Use these checks after loading this skill:

1. **Lloyd fidelity:** answer a k-means prompt and verify it mentions scaling, squared Euclidean dissimilarity, centroid optimality, nearest-center assignment, strict reassignment for termination, empty-cluster zero centers, local optimum only, and the chapter running time.
2. **Weighted-majority constants:** answer an online-experts prompt and verify the deterministic theorem uses the chapter penalty parameter, tie rule, prefix guarantee, potential, and constants rather than the randomized regret bound.
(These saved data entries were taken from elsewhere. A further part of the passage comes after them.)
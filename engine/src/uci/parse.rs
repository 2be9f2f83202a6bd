//! Parses the `position` and `go` command bodies. `spec.md` §6: "position
//! [startpos | fen <FEN>] [moves m1 m2 ...]" and "go [depth N | movetime N |
//! wtime N btime N winc N binc N movestogo N | infinite | nodes N]". Grounded on
//! `pleco_engine/src/uci/parse.rs`'s token-walking shape (`position_parse_board`/
//! `parse_time`), rewritten against this crate's `Position`/`GoLimits` types and
//! narrowed to the exact `go` keywords `spec.md` §6 lists (no `mate`/`ponder`).

use minke_core::Position;

use crate::time::GoLimits;

fn is_keyword(arg: &str) -> bool {
    matches!(
        arg,
        "searchmoves" | "wtime" | "btime" | "winc" | "binc" | "movestogo" | "depth" | "nodes" | "movetime" | "infinite"
    )
}

/// Parses the arguments following `go` into a `GoLimits`. Unknown tokens are
/// ignored rather than rejected, matching the teacher's permissive style.
pub fn parse_go(args: &[&str]) -> GoLimits {
    let mut limits = GoLimits::default();
    let mut i = 0;
    while let Some(&token) = args.get(i) {
        match token {
            "infinite" => limits.infinite = true,
            "depth" => {
                if let Some(v) = args.get(i + 1).and_then(|s| s.parse().ok()) {
                    limits.depth = Some(v);
                    i += 1;
                }
            }
            "nodes" => {
                if let Some(v) = args.get(i + 1).and_then(|s| s.parse().ok()) {
                    limits.nodes = Some(v);
                    i += 1;
                }
            }
            "movetime" => {
                if let Some(v) = args.get(i + 1).and_then(|s| s.parse().ok()) {
                    limits.movetime_ms = Some(v);
                    i += 1;
                }
            }
            "wtime" => {
                if let Some(v) = args.get(i + 1).and_then(|s| s.parse().ok()) {
                    limits.wtime_ms = Some(v);
                    i += 1;
                }
            }
            "btime" => {
                if let Some(v) = args.get(i + 1).and_then(|s| s.parse().ok()) {
                    limits.btime_ms = Some(v);
                    i += 1;
                }
            }
            "winc" => {
                if let Some(v) = args.get(i + 1).and_then(|s| s.parse().ok()) {
                    limits.winc_ms = Some(v);
                    i += 1;
                }
            }
            "binc" => {
                if let Some(v) = args.get(i + 1).and_then(|s| s.parse().ok()) {
                    limits.binc_ms = Some(v);
                    i += 1;
                }
            }
            "movestogo" => {
                if let Some(v) = args.get(i + 1).and_then(|s| s.parse().ok()) {
                    limits.movestogo = Some(v);
                    i += 1;
                }
            }
            "searchmoves" => {
                while let Some(&next) = args.get(i + 1) {
                    if is_keyword(next) {
                        break;
                    }
                    i += 1;
                }
            }
            _ => {}
        }
        i += 1;
    }
    limits
}

/// Applies one legal move, identified by its long-algebraic wire string
/// (`spec.md` §6), to `pos`. Returns `false` (and leaves `pos` untouched) if no
/// legal move matches, e.g. on a malformed or illegal UCI move token.
fn apply_uci_move(pos: &mut Position, mov: &str) -> bool {
    let legal = pos.legal_moves();
    if let Some(&m) = legal.iter().find(|m| m.stringify() == mov) {
        pos.make_move(m);
        true
    } else {
        false
    }
}

/// Rebuilds `pos` from a `position ...` command's arguments (the tokens after
/// the literal word `position`).
pub fn apply_position(pos: &mut Position, args: &[&str]) {
    if args.is_empty() {
        return;
    }

    let moves_idx = args.iter().position(|&a| a == "moves");
    let board_args = moves_idx.map(|i| &args[..i]).unwrap_or(args);

    match board_args.first() {
        Some(&"startpos") => *pos = Position::start_pos(),
        Some(&"fen") => {
            let fen = board_args[1..].join(" ");
            if pos.set_fen(&fen).is_err() {
                log::warn!("rejecting malformed FEN: {fen}");
                return;
            }
        }
        _ => return,
    }

    if let Some(idx) = moves_idx {
        for &mov in &args[idx + 1..] {
            if !apply_uci_move(pos, mov) {
                log::warn!("ignoring unrecognized move in position command: {mov}");
                break;
            }
        }
    }
}

#[cfg(test)]
mod tests {
    use super::*;
    use minke_core::init_globals;

    #[test]
    fn parses_wtime_btime_and_movestogo() {
        let args: Vec<&str> = "wtime 1000 btime 2000 winc 10 binc 20 movestogo 30".split_whitespace().collect();
        let limits = parse_go(&args);
        assert_eq!(limits.wtime_ms, Some(1000));
        assert_eq!(limits.btime_ms, Some(2000));
        assert_eq!(limits.winc_ms, Some(10));
        assert_eq!(limits.binc_ms, Some(20));
        assert_eq!(limits.movestogo, Some(30));
    }

    #[test]
    fn parses_depth_and_infinite() {
        let args: Vec<&str> = "depth 10 infinite".split_whitespace().collect();
        let limits = parse_go(&args);
        assert_eq!(limits.depth, Some(10));
        assert!(limits.infinite);
    }

    #[test]
    fn applies_startpos_and_moves() {
        init_globals();
        let mut pos = Position::start_pos();
        let args: Vec<&str> = "startpos moves e2e4 e7e5".split_whitespace().collect();
        apply_position(&mut pos, &args);
        assert_eq!(pos.ply(), 2);
    }

    #[test]
    fn applies_fen() {
        init_globals();
        let mut pos = Position::start_pos();
        let args: Vec<&str> = "fen 8/8/8/4k3/8/3K4/8/8 w - - 0 1".split_whitespace().collect();
        apply_position(&mut pos, &args);
        assert_eq!(pos.turn(), minke_core::Player::White);
    }
}
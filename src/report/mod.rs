// src/report/mod.rs
//! Per-task report tables and the cross-task discard summary

pub mod summary;
pub mod writer;

pub use summary::{DiscardCount, DiscardSummary, Summarizer, TaskDiscards};
pub use writer::{ReportWriter, TaskReport};

use crate::config::constants::report::LIST_SEPARATOR;

/// Join channel names the way report cells store them
pub fn join_channels(names: &[String]) -> String {
    names.join(LIST_SEPARATOR)
}

/// Split a report cell back into channel names; blanks and "nan" are dropped
pub fn split_channels(cell: &str) -> Vec<String> {
    let trimmed = cell.trim();
    if trimmed.is_empty() || trimmed.eq_ignore_ascii_case("nan") {
        return Vec::new();
    }
    trimmed
        .split(',')
        .map(str::trim)
        .filter(|name| !name.is_empty())
        .map(str::to_string)
        .collect()
}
3. **Projected-gradient proof:** answer a constrained convex optimization prompt and verify the returned point is the average iterate, the proof uses the distance potential and one-sided projection lemma, and the bound depends on initial distance and gradient norm.
4. **Linear-regression regularization:** answer a least-squares prompt and verify weights are variables, the intercept appears, gradient cost is stated, and norm-ball projection plus complexity control are included.
5. **Formatting:** scan the answer for formulas in prose, headings, table cells, or inline code spans; move every expression into display blocks.